* **Directions for this task**
Search the listing below for the string "store" and copy every line where it occurs.

Material for this exercise Start Marker

//! Business types, draft lifecycle phases and blog sort orders.
//!
//! All enums use `snake_case` serialization via `#[serde(rename_all = "snake_case")]`.
//! `DraftPhase` provides `allowed_next_states()` describing the editing
//! lifecycle driven by the draft store.

use schemars::JsonSchema;
use serde::{Deserialize, Serialize};
use std::fmt;
use std::str::FromStr;

// ---------------------------------------------------------------------------
// BusinessType
// ---------------------------------------------------------------------------

/// Template family a site is built from.
///
/// Unknown tags resolve to [`BusinessType::Business`], matching the way
/// templates fall back to the generic business profile.
#[derive(Debug, Clone, Copy, PartialEq, Eq, Hash, PartialOrd, Ord, Serialize, Deserialize, JsonSchema)]
#[serde(rename_all = "snake_case")]
pub enum BusinessType {
    Business,
    Salon,
    Gym,
    Restaurant,
    Freelancer,
    Hotel,
    Ecommerce,
    Automobile,
    Wedding,
}

impl BusinessType {
    /// Every business type, in declaration order.
    pub const ALL: [Self; 9] = [
        Self::Business,
        Self::Salon,
        Self::Gym,
        Self::Restaurant,
        Self::Freelancer,
        Self::Hotel,
        Self::Ecommerce,
        Self::Automobile,
        Self::Wedding,
    ];

    #[must_use]
    pub const fn as_str(self) -> &'static str {
        match self {
            Self::Business => "business",
            Self::Salon => "salon",
            Self::Gym => "gym",
            Self::Restaurant => "restaurant",
            Self::Freelancer => "freelancer",
            Self::Hotel => "hotel",
            Self::Ecommerce => "ecommerce",
            Self::Automobile => "automobile",
            Self::Wedding => "wedding",
        }
    }

    /// Resolve a type tag as found in entity documents. Never fails.
    #[must_use]
    pub fn from_tag(tag: &str) -> Self {
        Self::ALL
            .into_iter()
            .find(|t| t.as_str().eq_ignore_ascii_case(tag.trim()))
            .unwrap_or(Self::Business)
    }

    /// Exact parse of a known tag. `None` for anything unrecognised.
    #[must_use]
    pub fn parse_exact(tag: &str) -> Option<Self> {
        Self::ALL.into_iter().find(|t| t.as_str() == tag)
    }
}

impl fmt::Display for BusinessType {
    fn fmt(&self, f: &mut fmt::Formatter<'_>) -> fmt::Result {
        f.write_str(self.as_str())
    }
}

impl FromStr for BusinessType {
    type Err = std::convert::Infallible;

    fn from_str(s: &str) -> Result<Self, Self::Err> {
        Ok(Self::from_tag(s))
    }
}

// ---------------------------------------------------------------------------
// DraftPhase
// ---------------------------------------------------------------------------

/// Where the draft store is in its editing lifecycle.
///
/// ```text
/// no_draft → clean → dirty → clean   (commit / discard)
///            clean, dirty → no_draft (clear)
/// ```
#[derive(Debug, Clone, Copy, PartialEq, Eq, Hash, Serialize, Deserialize, JsonSchema)]
#[serde(rename_all = "snake_case")]
pub enum DraftPhase {
    NoDraft,
    Clean,
    Dirty,
}

impl DraftPhase {
    /// Valid next states from the current state.
    #[must_use]
    pub const fn allowed_next_states(self) -> &'static [Self] {
        match self {
            Self::NoDraft => &[Self::Clean, Self::NoDraft],
            Self::Clean => &[Self::Dirty, Self::Clean, Self::NoDraft],
            Self::Dirty => &[Self::Clean, Self::Dirty, Self::NoDraft],
        }
    }

    /// Check whether transitioning to `next` is allowed.
    #[must_use]
    pub fn can_transition_to(self, next: Self) -> bool {
        self.allowed_next_states().contains(&next)
    }

    #[must_use]
    pub const fn as_str(self) -> &'static str {
        match self {
            Self::NoDraft => "no_draft",
            Self::Clean => "clean",
            Self::Dirty => "dirty",
        }
    }
}

impl fmt::Display for DraftPhase {
    fn fmt(&self, f: &mut fmt::Formatter<'_>) -> fmt::Result {
        f.write_str(self.as_str())
    }
}

// ---------------------------------------------------------------------------
// BlogSort
// ---------------------------------------------------------------------------

/// Ordering applied to the filtered blog list.
#[derive(Debug, Clone, Copy, Default, PartialEq, Eq, Hash, Serialize, Deserialize, JsonSchema)]
#[serde(rename_all = "snake_case")]
pub enum BlogSort {
    #[default]
    Newest,
    Oldest,
    Popular,
    Liked,
}

impl BlogSort {
    #[must_use]
    pub const fn as_str(self) -> &'static str {
        match self {
            Self::Newest => "newest",
            Self::Oldest => "oldest",
            Self::Popular => "popular",
            Self::Liked => "liked",
        }
    }
}

impl fmt::Display for BlogSort {
    fn fmt(&self, f: &mut fmt::Formatter<'_>) -> fmt::Result {
        f.write_str(self.as_str())
    }
}

impl FromStr for BlogSort {
    type Err = String;

    fn from_str(s: &str) -> Result<Self, Self::Err> {
        match s {
            "newest" => Ok(Self::Newest),
            "oldest" => Ok(Self::Oldest),
            "popular" => Ok(Self::Popular),
            "liked" => Ok(Self::Liked),
            other => Err(format!("unknown blog sort: {other}")),
        }
    }
}

#[cfg(test)]
mod tests {
    use super::*;
    use rstest::rstest;

    #[rstest]
    #[case("freelancer", BusinessType::Freelancer)]
    #[case("Hotel", BusinessType::Hotel)]
    #[case(" wedding ", BusinessType::Wedding)]
    #[case("bakery", BusinessType::Business)]
    #[case("", BusinessType::Business)]
    fn business_type_from_tag(#[case] tag: &str, #[case] expected: BusinessType) {
        assert_eq!(BusinessType::from_tag(tag), expected);
    }

    #[test]
    fn business_type_serde_matches_as_str() {
        for ty in BusinessType::ALL {
            let json = serde_json::to_string(&ty).unwrap();
            assert_eq!(json, format!("\"{}\"", ty.as_str()));
        }
    }

    #[test]
    fn draft_phase_transitions() {
        assert!(DraftPhase::NoDraft.can_transition_to(DraftPhase::Clean));
        assert!(!DraftPhase::NoDraft.can_transition_to(DraftPhase::Dirty));
        assert!(DraftPhase::Dirty.can_transition_to(DraftPhase::Clean));
        assert!(DraftPhase::Dirty.can_transition_to(DraftPhase::NoDraft));
    }

    #[test]
    fn blog_sort_parse() {
        assert_eq!("liked".parse::<BlogSort>().unwrap(), BlogSort::Liked);
        assert!("random".parse::<BlogSort>().is_err());
        assert_eq!(BlogSort::default(), BlogSort::Newest);
    }
}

Material for this exercise End Marker

* **Answer box**
//! lifecycle driven by the draft store.
/// Where the draft store is in its editing lifecycle.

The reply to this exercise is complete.